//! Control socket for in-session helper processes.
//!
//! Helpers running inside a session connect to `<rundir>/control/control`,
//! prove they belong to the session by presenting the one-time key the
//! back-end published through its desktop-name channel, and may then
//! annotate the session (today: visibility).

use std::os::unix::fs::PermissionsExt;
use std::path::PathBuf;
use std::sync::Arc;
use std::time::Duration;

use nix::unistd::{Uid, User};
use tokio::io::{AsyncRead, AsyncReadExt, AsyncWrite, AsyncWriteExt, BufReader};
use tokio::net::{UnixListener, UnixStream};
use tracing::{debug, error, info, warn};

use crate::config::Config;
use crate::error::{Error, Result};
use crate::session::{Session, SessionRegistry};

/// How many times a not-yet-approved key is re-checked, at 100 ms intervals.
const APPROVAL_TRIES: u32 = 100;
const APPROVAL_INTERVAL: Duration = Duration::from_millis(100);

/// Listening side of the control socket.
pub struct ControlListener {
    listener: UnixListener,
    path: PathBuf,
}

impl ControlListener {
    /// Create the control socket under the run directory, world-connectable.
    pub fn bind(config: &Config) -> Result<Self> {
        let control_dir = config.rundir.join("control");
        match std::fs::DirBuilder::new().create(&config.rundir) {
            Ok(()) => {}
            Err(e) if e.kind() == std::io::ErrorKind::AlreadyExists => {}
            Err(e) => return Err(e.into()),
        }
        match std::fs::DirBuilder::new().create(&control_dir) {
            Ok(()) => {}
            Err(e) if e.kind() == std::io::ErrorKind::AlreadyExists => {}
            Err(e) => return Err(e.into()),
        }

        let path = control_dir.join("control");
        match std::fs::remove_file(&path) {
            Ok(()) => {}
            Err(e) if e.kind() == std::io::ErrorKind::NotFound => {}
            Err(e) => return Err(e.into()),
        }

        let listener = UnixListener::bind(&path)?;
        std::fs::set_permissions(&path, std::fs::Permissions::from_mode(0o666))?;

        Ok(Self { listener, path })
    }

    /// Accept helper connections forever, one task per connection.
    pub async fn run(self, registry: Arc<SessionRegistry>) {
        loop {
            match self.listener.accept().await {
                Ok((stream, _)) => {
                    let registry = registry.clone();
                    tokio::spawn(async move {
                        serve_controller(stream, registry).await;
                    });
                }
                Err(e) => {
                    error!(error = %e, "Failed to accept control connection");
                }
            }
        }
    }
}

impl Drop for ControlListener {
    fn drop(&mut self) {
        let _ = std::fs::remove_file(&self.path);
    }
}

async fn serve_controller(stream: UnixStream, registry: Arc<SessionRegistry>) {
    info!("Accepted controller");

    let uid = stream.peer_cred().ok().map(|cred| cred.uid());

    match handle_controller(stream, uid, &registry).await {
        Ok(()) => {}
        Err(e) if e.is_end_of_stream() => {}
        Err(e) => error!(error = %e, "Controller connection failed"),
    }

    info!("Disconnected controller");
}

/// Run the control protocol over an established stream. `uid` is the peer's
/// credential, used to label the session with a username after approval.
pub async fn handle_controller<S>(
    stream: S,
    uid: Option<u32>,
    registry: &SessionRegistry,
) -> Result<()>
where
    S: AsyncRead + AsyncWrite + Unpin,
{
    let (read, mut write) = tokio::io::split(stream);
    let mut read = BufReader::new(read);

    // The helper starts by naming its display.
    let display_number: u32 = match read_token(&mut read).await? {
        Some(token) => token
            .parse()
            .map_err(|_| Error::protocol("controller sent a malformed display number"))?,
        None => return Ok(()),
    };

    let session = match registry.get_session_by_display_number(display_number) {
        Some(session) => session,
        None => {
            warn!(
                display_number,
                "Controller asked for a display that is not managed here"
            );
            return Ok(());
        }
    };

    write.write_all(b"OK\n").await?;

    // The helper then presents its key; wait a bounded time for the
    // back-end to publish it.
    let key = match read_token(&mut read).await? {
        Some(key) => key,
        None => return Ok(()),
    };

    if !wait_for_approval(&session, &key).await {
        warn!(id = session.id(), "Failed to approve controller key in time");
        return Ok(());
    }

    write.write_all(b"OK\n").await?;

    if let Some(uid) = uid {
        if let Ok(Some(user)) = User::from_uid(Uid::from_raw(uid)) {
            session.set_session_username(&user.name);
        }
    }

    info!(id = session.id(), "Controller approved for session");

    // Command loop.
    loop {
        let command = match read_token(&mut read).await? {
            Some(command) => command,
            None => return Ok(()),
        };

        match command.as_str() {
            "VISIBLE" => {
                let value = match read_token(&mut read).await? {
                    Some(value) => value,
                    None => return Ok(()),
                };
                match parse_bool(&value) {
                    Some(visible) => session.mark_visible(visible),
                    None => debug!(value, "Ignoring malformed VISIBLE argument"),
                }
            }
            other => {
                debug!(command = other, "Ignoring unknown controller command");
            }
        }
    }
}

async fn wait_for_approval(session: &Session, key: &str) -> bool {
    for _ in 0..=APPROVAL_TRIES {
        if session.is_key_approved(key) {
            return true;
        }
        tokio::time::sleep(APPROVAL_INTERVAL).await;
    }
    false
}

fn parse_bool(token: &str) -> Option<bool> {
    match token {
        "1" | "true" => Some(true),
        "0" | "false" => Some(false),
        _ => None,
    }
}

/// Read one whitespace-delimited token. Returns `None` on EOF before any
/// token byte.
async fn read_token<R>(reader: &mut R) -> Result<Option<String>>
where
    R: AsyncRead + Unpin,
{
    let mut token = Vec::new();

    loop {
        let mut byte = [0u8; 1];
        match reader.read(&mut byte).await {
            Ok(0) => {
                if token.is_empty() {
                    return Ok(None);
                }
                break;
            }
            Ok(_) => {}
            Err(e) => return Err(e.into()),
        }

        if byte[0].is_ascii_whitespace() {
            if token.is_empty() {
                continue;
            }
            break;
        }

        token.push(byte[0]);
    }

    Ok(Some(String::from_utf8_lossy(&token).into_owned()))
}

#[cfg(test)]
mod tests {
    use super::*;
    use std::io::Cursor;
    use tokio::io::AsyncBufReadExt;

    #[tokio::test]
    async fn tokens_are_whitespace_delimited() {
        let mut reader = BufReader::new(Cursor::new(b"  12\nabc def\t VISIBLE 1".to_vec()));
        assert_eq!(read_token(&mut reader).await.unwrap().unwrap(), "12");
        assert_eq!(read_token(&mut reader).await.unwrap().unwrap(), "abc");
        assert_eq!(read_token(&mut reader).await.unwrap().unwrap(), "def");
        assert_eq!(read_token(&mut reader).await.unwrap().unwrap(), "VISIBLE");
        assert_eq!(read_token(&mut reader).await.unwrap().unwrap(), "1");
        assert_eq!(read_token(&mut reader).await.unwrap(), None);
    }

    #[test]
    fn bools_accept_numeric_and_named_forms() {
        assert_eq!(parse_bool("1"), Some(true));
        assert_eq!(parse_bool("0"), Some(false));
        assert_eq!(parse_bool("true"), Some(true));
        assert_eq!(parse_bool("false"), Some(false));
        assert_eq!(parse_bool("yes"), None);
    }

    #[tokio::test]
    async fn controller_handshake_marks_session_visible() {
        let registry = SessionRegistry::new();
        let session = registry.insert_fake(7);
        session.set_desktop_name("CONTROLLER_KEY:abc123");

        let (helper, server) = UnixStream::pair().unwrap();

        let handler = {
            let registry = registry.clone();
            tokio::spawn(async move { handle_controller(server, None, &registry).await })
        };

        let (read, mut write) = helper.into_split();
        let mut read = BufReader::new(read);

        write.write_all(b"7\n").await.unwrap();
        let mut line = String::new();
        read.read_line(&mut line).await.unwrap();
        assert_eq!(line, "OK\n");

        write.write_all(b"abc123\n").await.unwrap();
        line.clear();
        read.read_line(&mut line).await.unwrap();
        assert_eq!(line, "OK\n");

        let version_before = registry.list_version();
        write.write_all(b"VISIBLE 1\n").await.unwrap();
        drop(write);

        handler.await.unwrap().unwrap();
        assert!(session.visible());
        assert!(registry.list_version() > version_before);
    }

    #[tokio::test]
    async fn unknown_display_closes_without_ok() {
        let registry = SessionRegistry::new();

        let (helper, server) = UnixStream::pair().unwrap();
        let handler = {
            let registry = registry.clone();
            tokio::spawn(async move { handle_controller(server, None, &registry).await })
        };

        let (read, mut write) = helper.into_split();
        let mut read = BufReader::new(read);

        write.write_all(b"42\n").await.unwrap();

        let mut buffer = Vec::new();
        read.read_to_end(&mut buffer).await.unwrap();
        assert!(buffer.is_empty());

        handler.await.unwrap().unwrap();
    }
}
************
• _Your instructions_
What number of lines in the records contain the word "debug"? Answer with that number alone.

• _Solution to this exercise_
3